Well, now, you can - or, at any rate, you can try - and you can do it from the comfort of your own home, thanks to the new Stanley Neuropathology Consortium Integrative Database.

Just register (it's free and instant) and you get access to a pool of data derived from the Stanley Neuropathology Consortium brain collection. The collection comprises 60 frozen brains - 15 each from people with schizophrenia, bipolar disorder, and clinical depression, and 15 "normals".

In a Neuropsychopharmacology paper announcing the project, administrators Sanghyeon Kim and Maree Webster point out that

Data sharing has become more important than ever in the biomedical sciences with the advance of high-throughput technology and web-based databases are one of the most efficient available resources to share datasets.

The Institute's 60 brains have long been the leading source of human brain tissue for researchers in biological psychiatry. Whenever you read about a new discovery relating to schizophrenia or bipolar disorder, chances are the Stanley brains were involved. The Institute provide slices of the brains free of charge to scientists who request them, and they've sent out over 200,000 to date.

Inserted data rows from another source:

use async_trait::async_trait;
use serde::{Deserialize, Serialize};
use serde_json::Value;
use std::fmt;
use thiserror::Error;
use tokio::sync::mpsc::UnboundedReceiver;

use super::data::{Filter, Table};

#[derive(Debug, Clone, Copy, PartialEq, Eq, Hash, Serialize, Deserialize)]
#[serde(rename_all = "UPPERCASE")]
pub enum ChangeOperation {
    Insert,
    Update,
    Delete,
}

/// Row-level change pushed by the bus.
#[derive(Debug, Clone, PartialEq, Serialize, Deserialize)]
pub struct ChangeEvent {
    pub operation: ChangeOperation,
    pub table: Table,
    pub record: Value,
}

impl ChangeEvent {
    #[must_use]
    pub fn insert(table: Table, record: Value) -> Self {
        Self {
            operation: ChangeOperation::Insert,
            table,
            record,
        }
    }
}

/// Table plus an optional row predicate, evaluated by the bus.
#[derive(Debug, Clone, PartialEq, Serialize, Deserialize)]
pub struct Topic {
    pub table: Table,
    pub filter: Option<Filter>,
}

impl Topic {
    #[must_use]
    pub fn table(table: Table) -> Self {
        Self {
            table,
            filter: None,
        }
    }

    #[must_use]
    pub fn filtered(table: Table, filter: Filter) -> Self {
        Self {
            table,
            filter: Some(filter),
        }
    }

    #[must_use]
    pub fn matches(&self, event: &ChangeEvent) -> bool {
        event.table == self.table
            && self
                .filter
                .as_ref()
                .map_or(true, |f| f.matches(&event.record))
    }
}

#[derive(Debug, Clone, Copy, PartialEq, Eq, Hash, PartialOrd, Ord, Serialize, Deserialize)]
pub struct SubscriptionId(pub u64);

impl fmt::Display for SubscriptionId {
    fn fmt(&self, f: &mut fmt::Formatter<'_>) -> fmt::Result {
        write!(f, "sub-{}", self.0)
    }
}

/// Live feed for one topic. The receiver ends when the bus drops the
/// channel (disconnect); it is never restarted.
#[derive(Debug)]
pub struct Subscription {
    pub id: SubscriptionId,
    pub topic: Topic,
    pub events: UnboundedReceiver<ChangeEvent>,
}

#[derive(Debug, Clone, Error, PartialEq, Eq, Serialize, Deserialize)]
pub enum BusError {
    #[error("realtime channel disconnected")]
    Disconnected,

    #[error("subscription rejected: {reason}")]
    Rejected { reason: String },
}

#[async_trait]
pub trait EventBus: Send + Sync {
    async fn subscribe(&self, topic: Topic) -> Result<Subscription, BusError>;

    /// Idempotent; takes effect before returning.
    fn unsubscribe(&self, id: SubscriptionId);
}

#[cfg(test)]
mod tests {
    use super::*;
    use serde_json::json;

    #[test]
    fn test_topic_matching() {
        let topic = Topic::filtered(Table::Messages, Filter::eq("match_id", "m1"));
        assert!(topic.matches(&ChangeEvent::insert(
            Table::Messages,
            json!({"id": "x", "match_id": "m1"})
        )));
        assert!(!topic.matches(&ChangeEvent::insert(
            Table::Messages,
            json!({"id": "x", "match_id": "m2"})
        )));
        assert!(!topic.matches(&ChangeEvent::insert(
            Table::Matches,
            json!({"id": "x", "match_id": "m1"})
        )));
        assert!(Topic::table(Table::Events).matches(&ChangeEvent::insert(Table::Events, json!({}))));
    }

    #[test]
    fn test_operation_wire_format() {
        let json = serde_json::to_string(&ChangeOperation::Insert).unwrap();
        assert_eq!(json, "\"INSERT\"");
    }
}
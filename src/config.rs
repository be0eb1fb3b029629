use serde::{Deserialize, Serialize};
use std::time::Duration;
use thiserror::Error;

use crate::{
    DEFAULT_DEEP_LINK_ATTEMPTS, DEFAULT_NEW_EVENT_WINDOW_MS, DEFAULT_PAGE_SIZE,
    DEFAULT_PROCESSED_LINK_MEMORY, DEFAULT_UNREAD_POLL_MS, MAX_MESSAGE_BYTES,
};

#[derive(Debug, Clone, Error, PartialEq, Eq)]
pub enum ConfigError {
    #[error("invalid config: {0}")]
    Invalid(String),

    #[error("failed to parse config: {0}")]
    Parse(String),
}

#[derive(Clone, Debug, PartialEq, Eq, Serialize, Deserialize)]
#[serde(default)]
pub struct SyncConfig {
    pub unread_poll_interval_ms: u64,
    pub new_event_window_ms: u64,
    pub deep_link_max_attempts: u32,
    pub processed_link_memory: usize,
    pub message_page_size: usize,
    /// Artificial pause before a "load more" fetch; zero disables it.
    pub load_more_delay_ms: u64,
    pub max_message_bytes: usize,
}

impl Default for SyncConfig {
    fn default() -> Self {
        Self {
            unread_poll_interval_ms: DEFAULT_UNREAD_POLL_MS,
            new_event_window_ms: DEFAULT_NEW_EVENT_WINDOW_MS,
            deep_link_max_attempts: DEFAULT_DEEP_LINK_ATTEMPTS,
            processed_link_memory: DEFAULT_PROCESSED_LINK_MEMORY,
            message_page_size: DEFAULT_PAGE_SIZE,
            load_more_delay_ms: 0,
            max_message_bytes: MAX_MESSAGE_BYTES,
        }
    }
}

impl SyncConfig {
    pub fn validate(&self) -> Result<(), ConfigError> {
        if self.unread_poll_interval_ms < 1000 {
            return Err(ConfigError::Invalid(
                "unread_poll_interval_ms should be at least 1000ms".into(),
            ));
        }
        if self.new_event_window_ms == 0 {
            return Err(ConfigError::Invalid("new_event_window_ms must be > 0".into()));
        }
        if self.deep_link_max_attempts == 0 {
            return Err(ConfigError::Invalid("deep_link_max_attempts must be > 0".into()));
        }
        if self.processed_link_memory == 0 {
            return Err(ConfigError::Invalid("processed_link_memory must be > 0".into()));
        }
        if self.message_page_size == 0 || self.message_page_size > crate::capabilities::MAX_QUERY_LIMIT {
            return Err(ConfigError::Invalid(format!(
                "message_page_size must be in 1..={}",
                crate::capabilities::MAX_QUERY_LIMIT
            )));
        }
        if self.max_message_bytes == 0 {
            return Err(ConfigError::Invalid("max_message_bytes must be > 0".into()));
        }
        Ok(())
    }

    /// Parses and validates; missing fields take their defaults.
    pub fn from_json(raw: &str) -> Result<Self, ConfigError> {
        let config: Self =
            serde_json::from_str(raw).map_err(|e| ConfigError::Parse(e.to_string()))?;
        config.validate()?;
        Ok(config)
    }

    #[must_use]
    pub const fn unread_poll_interval(&self) -> Duration {
        Duration::from_millis(self.unread_poll_interval_ms)
    }

    #[must_use]
    pub const fn load_more_delay(&self) -> Duration {
        Duration::from_millis(self.load_more_delay_ms)
    }
}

Until now, if you wanted to find out what these scientists discovered about the brains, you'd have to look up the results in the many hundreds of scientific papers where the various results were published. If you knew where to look, and if you had a lot of time on your hands. The database collates all of the findings. That's a good idea. To ensure that they get all of the results, the Institute have another good idea:

Coded specimens are sent to researchers with the code varying from researcher to researcher to ensure that all studies are blinded. The code is released to the researcher only when the data have been collected and submitted to the Institute.

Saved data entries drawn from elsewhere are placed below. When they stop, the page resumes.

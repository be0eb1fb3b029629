//! In-memory collaborators.
//!
//! `MemoryDataService` behaves like the hosted backend closely enough for the
//! engine: filtered queries, id conflicts, change echoes onto a linked bus.
//! It also records call counts, can fail the next call of a given kind, and
//! can hold calls in flight until released.

use async_trait::async_trait;
use serde_json::Value;
use std::cmp::Ordering;
use std::collections::{HashMap, VecDeque};
use std::sync::{Arc, Mutex, PoisonError};
use tokio::sync::mpsc::{self, UnboundedSender};
use tokio::sync::Semaphore;
use tracing::debug;

use super::data::{compare_values, DataError, DataErrorKind, DataService, Patch, Query, Table};
use super::realtime::{
    BusError, ChangeEvent, ChangeOperation, EventBus, Subscription, SubscriptionId, Topic,
};

#[derive(Debug, Clone, Copy, PartialEq, Eq, Hash)]
pub enum DataOp {
    Fetch,
    Count,
    Insert,
    Update,
    Delete,
}

#[derive(Default)]
struct DataState {
    tables: HashMap<Table, Vec<Value>>,
    calls: HashMap<(DataOp, Table), u64>,
    failures: HashMap<(DataOp, Table), VecDeque<DataError>>,
    gates: HashMap<(DataOp, Table), Arc<Semaphore>>,
}

#[derive(Default)]
pub struct MemoryDataService {
    state: Mutex<DataState>,
    bus: Option<Arc<MemoryEventBus>>,
}

impl MemoryDataService {
    #[must_use]
    pub fn new() -> Self {
        Self::default()
    }

    /// Every successful write is echoed to `bus` as a change event.
    #[must_use]
    pub fn with_bus(bus: Arc<MemoryEventBus>) -> Self {
        Self {
            state: Mutex::default(),
            bus: Some(bus),
        }
    }

    fn lock(&self) -> std::sync::MutexGuard<'_, DataState> {
        self.state.lock().unwrap_or_else(PoisonError::into_inner)
    }

    /// Inserts rows directly, without counting a call or echoing.
    pub fn seed(&self, table: Table, rows: impl IntoIterator<Item = Value>) {
        self.lock().tables.entry(table).or_default().extend(rows);
    }

    #[must_use]
    pub fn rows(&self, table: Table) -> Vec<Value> {
        self.lock().tables.get(&table).cloned().unwrap_or_default()
    }

    #[must_use]
    pub fn calls(&self, op: DataOp, table: Table) -> u64 {
        self.lock().calls.get(&(op, table)).copied().unwrap_or(0)
    }

    /// Queues `error` as the outcome of the next `op` against `table`.
    pub fn fail_next(&self, op: DataOp, table: Table, error: DataError) {
        self.lock()
            .failures
            .entry((op, table))
            .or_default()
            .push_back(error);
    }

    /// Parks every `op` against `table` until [`release`] is called.
    ///
    /// [`release`]: MemoryDataService::release
    pub fn hold(&self, op: DataOp, table: Table) {
        self.lock()
            .gates
            .entry((op, table))
            .or_insert_with(|| Arc::new(Semaphore::new(0)));
    }

    pub fn release(&self, op: DataOp, table: Table) {
        if let Some(gate) = self.lock().gates.remove(&(op, table)) {
            gate.close();
        }
    }

    /// Counts the call, waits out any hold, then yields a queued failure.
    async fn enter(&self, op: DataOp, table: Table) -> Result<(), DataError> {
        let gate = {
            let mut state = self.lock();
            *state.calls.entry((op, table)).or_insert(0) += 1;
            state.gates.get(&(op, table)).cloned()
        };
        if let Some(gate) = gate {
            // Closed on release; the acquire error is the wake-up signal.
            let _ = gate.acquire().await;
        }
        let mut state = self.lock();
        match state.failures.get_mut(&(op, table)).and_then(VecDeque::pop_front) {
            Some(err) => Err(err),
            None => Ok(()),
        }
    }

    fn echo(&self, event: ChangeEvent) {
        if let Some(bus) = &self.bus {
            bus.publish(&event);
        }
    }
}

fn row_id(row: &Value) -> Option<&str> {
    row.get("id").and_then(Value::as_str)
}

#[async_trait]
impl DataService for MemoryDataService {
    async fn fetch(&self, query: &Query) -> Result<Vec<Value>, DataError> {
        self.enter(DataOp::Fetch, query.table).await?;
        let state = self.lock();
        let mut rows: Vec<Value> = state
            .tables
            .get(&query.table)
            .map(|rows| rows.iter().filter(|r| query.matches(r)).cloned().collect())
            .unwrap_or_default();
        drop(state);

        if let Some(order) = &query.order {
            rows.sort_by(|a, b| {
                let ord = match (a.get(&order.column), b.get(&order.column)) {
                    (Some(x), Some(y)) => compare_values(x, y).unwrap_or(Ordering::Equal),
                    _ => Ordering::Equal,
                };
                if order.ascending {
                    ord
                } else {
                    ord.reverse()
                }
            });
        }
        if let Some(limit) = query.limit {
            rows.truncate(limit);
        }
        debug!(table = query.table.name(), rows = rows.len(), "memory fetch");
        Ok(rows)
    }

    async fn count(&self, query: &Query) -> Result<u64, DataError> {
        self.enter(DataOp::Count, query.table).await?;
        let state = self.lock();
        let n = state
            .tables
            .get(&query.table)
            .map_or(0, |rows| rows.iter().filter(|r| query.matches(r)).count());
        Ok(u64::try_from(n).unwrap_or(u64::MAX))
    }

    async fn insert(&self, table: Table, mut row: Value) -> Result<Value, DataError> {
        self.enter(DataOp::Insert, table).await?;
        let Some(obj) = row.as_object_mut() else {
            return Err(DataError::new(DataErrorKind::Validation, "row must be an object"));
        };
        if !obj.contains_key("id") {
            obj.insert("id".into(), Value::String(uuid::Uuid::new_v4().to_string()));
        }
        {
            let mut state = self.lock();
            let rows = state.tables.entry(table).or_default();
            if rows.iter().any(|r| row_id(r) == row_id(&row)) {
                return Err(DataError::new(
                    DataErrorKind::Conflict,
                    format!("duplicate key in {}", table.name()),
                ));
            }
            rows.push(row.clone());
        }
        self.echo(ChangeEvent::insert(table, row.clone()));
        Ok(row)
    }

    async fn update(&self, table: Table, id: &str, patch: Patch) -> Result<Value, DataError> {
        self.enter(DataOp::Update, table).await?;
        let updated = {
            let mut state = self.lock();
            let row = state
                .tables
                .get_mut(&table)
                .and_then(|rows| rows.iter_mut().find(|r| row_id(r) == Some(id)))
                .ok_or_else(|| {
                    DataError::new(DataErrorKind::NotFound, format!("{} {id}", table.name()))
                })?;
            if let Some(obj) = row.as_object_mut() {
                obj.extend(patch);
            }
            row.clone()
        };
        self.echo(ChangeEvent {
            operation: ChangeOperation::Update,
            table,
            record: updated.clone(),
        });
        Ok(updated)
    }

    async fn delete(&self, table: Table, id: &str) -> Result<(), DataError> {
        self.enter(DataOp::Delete, table).await?;
        let removed = {
            let mut state = self.lock();
            let rows = state.tables.entry(table).or_default();
            let mut removed = None;
            rows.retain(|r| {
                if row_id(r) == Some(id) {
                    removed = Some(r.clone());
                    false
                } else {
                    true
                }
            });
            removed
        };
        if let Some(record) = removed {
            self.echo(ChangeEvent {
                operation: ChangeOperation::Delete,
                table,
                record,
            });
        }
        Ok(())
    }
}

#[derive(Default)]
struct BusState {
    next_id: u64,
    subscribes: u64,
    subscriptions: HashMap<SubscriptionId, (Topic, UnboundedSender<ChangeEvent>)>,
    reject_next: Option<String>,
}

/// Fan-out bus. Publishing delivers to every live subscription whose topic
/// matches; disconnecting drops every sender so receivers observe end of
/// stream.
#[derive(Default)]
pub struct MemoryEventBus {
    state: Mutex<BusState>,
}

impl MemoryEventBus {
    #[must_use]
    pub fn new() -> Self {
        Self::default()
    }

    fn lock(&self) -> std::sync::MutexGuard<'_, BusState> {
        self.state.lock().unwrap_or_else(PoisonError::into_inner)
    }

    /// Returns how many subscriptions received the event.
    pub fn publish(&self, event: &ChangeEvent) -> usize {
        let mut state = self.lock();
        state.subscriptions.retain(|_, (_, tx)| !tx.is_closed());
        state
            .subscriptions
            .values()
            .filter(|(topic, _)| topic.matches(event))
            .filter(|(_, tx)| tx.send(event.clone()).is_ok())
            .count()
    }

    pub fn disconnect_all(&self) {
        self.lock().subscriptions.clear();
    }

    pub fn reject_next_subscribe(&self, reason: impl Into<String>) {
        self.lock().reject_next = Some(reason.into());
    }

    #[must_use]
    pub fn live_subscriptions(&self) -> usize {
        self.lock().subscriptions.len()
    }

    #[must_use]
    pub fn live_topics(&self) -> Vec<Topic> {
        self.lock()
            .subscriptions
            .values()
            .map(|(topic, _)| topic.clone())
            .collect()
    }

    /// Total successful `subscribe` calls since creation.
    #[must_use]
    pub fn subscribe_count(&self) -> u64 {
        self.lock().subscribes
    }
}

#[async_trait]
impl EventBus for MemoryEventBus {
    async fn subscribe(&self, topic: Topic) -> Result<Subscription, BusError> {
        let mut state = self.lock();
        if let Some(reason) = state.reject_next.take() {
            return Err(BusError::Rejected { reason });
        }
        state.next_id += 1;
        state.subscribes += 1;
        let id = SubscriptionId(state.next_id);
        let (tx, rx) = mpsc::unbounded_channel();
        state.subscriptions.insert(id, (topic.clone(), tx));
        Ok(Subscription {
            id,
            topic,
            events: rx,
        })
    }

    fn unsubscribe(&self, id: SubscriptionId) {
        self.lock().subscriptions.remove(&id);
    }
}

The data we're provided about the brains is quite exciting, if you like molecules, comprising 1749 markers from 12 different parts of the brain. Markers include levels of proteins, RNA, and the number and shape of various types of cells.

It's easy to use. While waiting for my coffee to brew, I compared the amount of the protein GFAP76 in the frontal cortex between the four groups. There was no significant difference. I guess GFAP76 doesn't cause mental illness - darn. So much for my Nobel Prize winning theory. But I did find that levels of GFAP76 were very strongly correlated with levels of another protein, "phosphirylated" (I think they mean "phosphorylated") PRKCA. You read it here first.

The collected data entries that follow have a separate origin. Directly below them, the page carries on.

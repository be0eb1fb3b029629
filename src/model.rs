use serde::{Deserialize, Serialize};
use std::fmt;
use std::hash::Hash;
use thiserror::Error;

use crate::ids::{CommentId, EventId, MatchId, MessageId, UserId};
use crate::UnixTimeMs;

pub const MESSAGE_PREVIEW_LENGTH: usize = 80;

#[derive(Debug, Clone, Copy, PartialEq, Eq, Hash, Serialize, Deserialize)]
#[serde(rename_all = "snake_case")]
pub enum MatchStatus {
    Pending,
    Matched,
    Rejected,
}

impl MatchStatus {
    #[must_use]
    pub fn valid_transitions(self) -> Vec<Self> {
        match self {
            Self::Pending => vec![Self::Matched, Self::Rejected],
            Self::Matched | Self::Rejected => vec![],
        }
    }

    #[must_use]
    pub fn can_transition_to(self, to: Self) -> bool {
        self.valid_transitions().contains(&to)
    }

    pub fn validate_transition(self, to: Self) -> Result<(), TransitionError> {
        if self.can_transition_to(to) {
            Ok(())
        } else {
            Err(TransitionError::Invalid { from: self, to })
        }
    }

    #[must_use]
    pub const fn as_str(self) -> &'static str {
        match self {
            Self::Pending => "pending",
            Self::Matched => "matched",
            Self::Rejected => "rejected",
        }
    }
}

impl fmt::Display for MatchStatus {
    fn fmt(&self, f: &mut fmt::Formatter<'_>) -> fmt::Result {
        f.write_str(self.as_str())
    }
}

#[derive(Debug, Clone, Error, PartialEq, Eq)]
pub enum TransitionError {
    #[error("cannot move match from {from} to {to}")]
    Invalid { from: MatchStatus, to: MatchStatus },
}

#[derive(Debug, Clone, PartialEq, Eq, Serialize, Deserialize)]
pub struct ProfileSummary {
    pub id: UserId,
    pub display_name: String,
    #[serde(default)]
    pub avatar_url: Option<String>,
}

#[derive(Debug, Clone, PartialEq, Eq, Serialize, Deserialize)]
pub struct MessageSummary {
    pub message_id: MessageId,
    pub sender_id: UserId,
    pub preview: String,
    pub created_at: UnixTimeMs,
}

impl From<&MessageRecord> for MessageSummary {
    fn from(message: &MessageRecord) -> Self {
        Self {
            message_id: message.id.clone(),
            sender_id: message.sender_id.clone(),
            preview: preview(&message.content, MESSAGE_PREVIEW_LENGTH),
            created_at: message.created_at,
        }
    }
}

/// Row shape of the `matches` table.
#[derive(Debug, Clone, PartialEq, Eq, Serialize, Deserialize)]
pub struct MatchRow {
    pub id: MatchId,
    pub user1_id: UserId,
    pub user2_id: UserId,
    pub status: MatchStatus,
    pub created_at: UnixTimeMs,
}

#[derive(Debug, Clone, PartialEq, Eq, Serialize, Deserialize)]
pub struct MatchRecord {
    pub id: MatchId,
    /// Requester.
    pub user1_id: UserId,
    /// Recipient; the only party allowed to accept or reject.
    pub user2_id: UserId,
    pub status: MatchStatus,
    pub created_at: UnixTimeMs,
    #[serde(default)]
    pub counterpart: Option<ProfileSummary>,
    #[serde(default)]
    pub last_message: Option<MessageSummary>,
    #[serde(default)]
    pub unread_count: u32,
}

impl MatchRecord {
    #[must_use]
    pub fn from_row(row: MatchRow) -> Self {
        Self {
            id: row.id,
            user1_id: row.user1_id,
            user2_id: row.user2_id,
            status: row.status,
            created_at: row.created_at,
            counterpart: None,
            last_message: None,
            unread_count: 0,
        }
    }

    #[must_use]
    pub fn to_row(&self) -> MatchRow {
        MatchRow {
            id: self.id.clone(),
            user1_id: self.user1_id.clone(),
            user2_id: self.user2_id.clone(),
            status: self.status,
            created_at: self.created_at,
        }
    }

    /// Unordered participant pair; at most one match may exist per pair.
    #[must_use]
    pub fn pair_key(&self) -> (UserId, UserId) {
        pair_key(&self.user1_id, &self.user2_id)
    }

    #[must_use]
    pub fn involves(&self, user: &UserId) -> bool {
        &self.user1_id == user || &self.user2_id == user
    }

    #[must_use]
    pub fn counterpart_id(&self, actor: &UserId) -> &UserId {
        if &self.user1_id == actor {
            &self.user2_id
        } else {
            &self.user1_id
        }
    }

    #[must_use]
    pub fn is_incoming_request(&self, actor: &UserId) -> bool {
        self.status == MatchStatus::Pending && &self.user2_id == actor
    }

    /// Replaces the summary only with a strictly newer message.
    pub fn observe_message(&mut self, message: &MessageRecord) -> bool {
        let newer = self
            .last_message
            .as_ref()
            .map_or(true, |current| message.created_at > current.created_at);
        if newer {
            self.last_message = Some(MessageSummary::from(message));
        }
        newer
    }
}

#[must_use]
pub fn pair_key(a: &UserId, b: &UserId) -> (UserId, UserId) {
    if a <= b {
        (a.clone(), b.clone())
    } else {
        (b.clone(), a.clone())
    }
}

#[derive(Debug, Clone, PartialEq, Eq, Serialize, Deserialize)]
pub struct MessageRecord {
    pub id: MessageId,
    pub match_id: MatchId,
    pub sender_id: UserId,
    pub content: String,
    pub created_at: UnixTimeMs,
}

#[derive(Debug, Clone, PartialEq, Eq, Serialize, Deserialize)]
pub struct CommentRecord {
    pub id: CommentId,
    pub event_id: EventId,
    pub author_id: UserId,
    pub content: String,
    pub created_at: UnixTimeMs,
}

/// Row shape of the `events` table. Participant counts are derived from
/// `event_participants`, never read from this row.
#[derive(Debug, Clone, PartialEq, Eq, Serialize, Deserialize)]
pub struct EventRow {
    pub id: EventId,
    pub title: String,
    pub creator_id: UserId,
    pub created_at: UnixTimeMs,
    pub starts_at: UnixTimeMs,
    pub max_participants: u32,
}

#[derive(Debug, Clone, PartialEq, Eq, Serialize, Deserialize)]
pub struct EventRecord {
    pub id: EventId,
    pub title: String,
    pub creator_id: UserId,
    pub created_at: UnixTimeMs,
    pub starts_at: UnixTimeMs,
    pub current_participants: u32,
    pub max_participants: u32,
}

impl EventRecord {
    #[must_use]
    pub fn from_row(row: EventRow, current_participants: u32) -> Self {
        Self {
            id: row.id,
            title: row.title,
            creator_id: row.creator_id,
            created_at: row.created_at,
            starts_at: row.starts_at,
            current_participants,
            max_participants: row.max_participants,
        }
    }

    #[must_use]
    pub fn is_full(&self) -> bool {
        self.current_participants >= self.max_participants
    }
}

/// Row shape of the `event_participants` table.
#[derive(Debug, Clone, PartialEq, Eq, Serialize, Deserialize)]
pub struct ParticipantRow {
    pub id: String,
    pub event_id: EventId,
    pub user_id: UserId,
    pub joined_at: UnixTimeMs,
}

impl ParticipantRow {
    #[must_use]
    pub fn new(event_id: &EventId, user_id: &UserId, joined_at: UnixTimeMs) -> Self {
        Self {
            id: ParticipationRecord::row_id(event_id, user_id),
            event_id: event_id.clone(),
            user_id: user_id.clone(),
            joined_at,
        }
    }
}

#[derive(Debug, Clone, Copy, PartialEq, Eq, Serialize, Deserialize)]
pub struct ParticipationRecord {
    pub joined: bool,
}

impl ParticipationRecord {
    pub const JOINED: Self = Self { joined: true };
    pub const NOT_JOINED: Self = Self { joined: false };

    /// Deterministic participant row id, so leaving can delete by id.
    #[must_use]
    pub fn row_id(event_id: &EventId, user_id: &UserId) -> String {
        format!("{event_id}:{user_id}")
    }
}

/// Append-only timeline entry (messages in a match, comments on an event).
pub trait TimelineEntry: Clone {
    type Id: Clone + Eq + Hash + fmt::Debug;
    type Owner: Clone + Eq + Hash + fmt::Debug;

    fn entry_id(&self) -> &Self::Id;
    fn owner(&self) -> &Self::Owner;
    fn created_at(&self) -> UnixTimeMs;
}

impl TimelineEntry for MessageRecord {
    type Id = MessageId;
    type Owner = MatchId;

    fn entry_id(&self) -> &MessageId {
        &self.id
    }

    fn owner(&self) -> &MatchId {
        &self.match_id
    }

    fn created_at(&self) -> UnixTimeMs {
        self.created_at
    }
}

impl TimelineEntry for CommentRecord {
    type Id = CommentId;
    type Owner = EventId;

    fn entry_id(&self) -> &CommentId {
        &self.id
    }

    fn owner(&self) -> &EventId {
        &self.event_id
    }

    fn created_at(&self) -> UnixTimeMs {
        self.created_at
    }
}

#[derive(Debug, Clone, Copy, Default, PartialEq, Eq, Serialize, Deserialize)]
pub struct UnreadCounters {
    pub pending_matches: u32,
    pub unread_conversations: u32,
    pub new_events: u32,
}

impl UnreadCounters {
    #[must_use]
    pub const fn total(&self) -> u32 {
        self.pending_matches
            .saturating_add(self.unread_conversations)
            .saturating_add(self.new_events)
    }
}

#[must_use]
pub fn preview(text: &str, max_len: usize) -> String {
    let trimmed = text.trim();
    if trimmed.chars().count() <= max_len {
        return trimmed.to_string();
    }
    let cut: String = trimmed.chars().take(max_len.saturating_sub(3)).collect();
    format!("{}...", cut.trim_end())
}

#[cfg(test)]
mod tests {
    use super::*;

    fn message(id: &str, at: u64) -> MessageRecord {
        MessageRecord {
            id: MessageId::new(id),
            match_id: MatchId::new("m1"),
            sender_id: UserId::new("u1"),
            content: format!("hello {id}"),
            created_at: UnixTimeMs(at),
        }
    }

    fn pending_match() -> MatchRecord {
        MatchRecord::from_row(MatchRow {
            id: MatchId::new("m1"),
            user1_id: UserId::new("alice"),
            user2_id: UserId::new("bob"),
            status: MatchStatus::Pending,
            created_at: UnixTimeMs(1),
        })
    }

    #[test]
    fn test_match_transitions() {
        assert!(MatchStatus::Pending.can_transition_to(MatchStatus::Matched));
        assert!(MatchStatus::Pending.can_transition_to(MatchStatus::Rejected));
        assert!(MatchStatus::Matched
            .validate_transition(MatchStatus::Pending)
            .is_err());
        assert!(MatchStatus::Rejected.valid_transitions().is_empty());
    }

    #[test]
    fn test_pair_key_is_unordered() {
        let a = UserId::new("alice");
        let b = UserId::new("bob");
        assert_eq!(pair_key(&a, &b), pair_key(&b, &a));
    }

    #[test]
    fn test_counterpart_and_incoming() {
        let m = pending_match();
        assert_eq!(m.counterpart_id(&UserId::new("alice")).as_str(), "bob");
        assert_eq!(m.counterpart_id(&UserId::new("bob")).as_str(), "alice");
        assert!(m.is_incoming_request(&UserId::new("bob")));
        assert!(!m.is_incoming_request(&UserId::new("alice")));
    }

    #[test]
    fn test_observe_message_keeps_newest() {
        let mut m = pending_match();
        assert!(m.observe_message(&message("a", 10)));
        assert!(!m.observe_message(&message("b", 5)));
        assert_eq!(m.last_message.as_ref().unwrap().message_id.as_str(), "a");
        assert!(m.observe_message(&message("c", 11)));
        assert_eq!(m.last_message.unwrap().message_id.as_str(), "c");
    }

    #[test]
    fn test_preview_truncates_on_char_boundary() {
        assert_eq!(preview("  short  ", 10), "short");
        let long = "é".repeat(100);
        let p = preview(&long, 10);
        assert!(p.ends_with("..."));
        assert_eq!(p.chars().count(), 10);
    }

    #[test]
    fn test_event_capacity() {
        let row = EventRow {
            id: EventId::new("e1"),
            title: "Hike".into(),
            creator_id: UserId::new("alice"),
            created_at: UnixTimeMs(0),
            starts_at: UnixTimeMs(100),
            max_participants: 2,
        };
        assert!(!EventRecord::from_row(row.clone(), 1).is_full());
        assert!(EventRecord::from_row(row, 2).is_full());
    }

    #[test]
    fn test_participation_row_id() {
        let row = ParticipantRow::new(&EventId::new("e1"), &UserId::new("u1"), UnixTimeMs(3));
        assert_eq!(row.id, "e1:u1");
    }
}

In the paper, Kim and Webster used the Database to find many differences between normal brains and diseased brains, including increased levels of dopamine in schizophrenia, and increased levels of glutamate in depression and bipolar. And decreased GAD67 proteins in the frontal cortex in bipolar and schizophrenia. And decreased reelin mRNA in the frontal cortex and cerebellum in bipolar and schizophrenia. And...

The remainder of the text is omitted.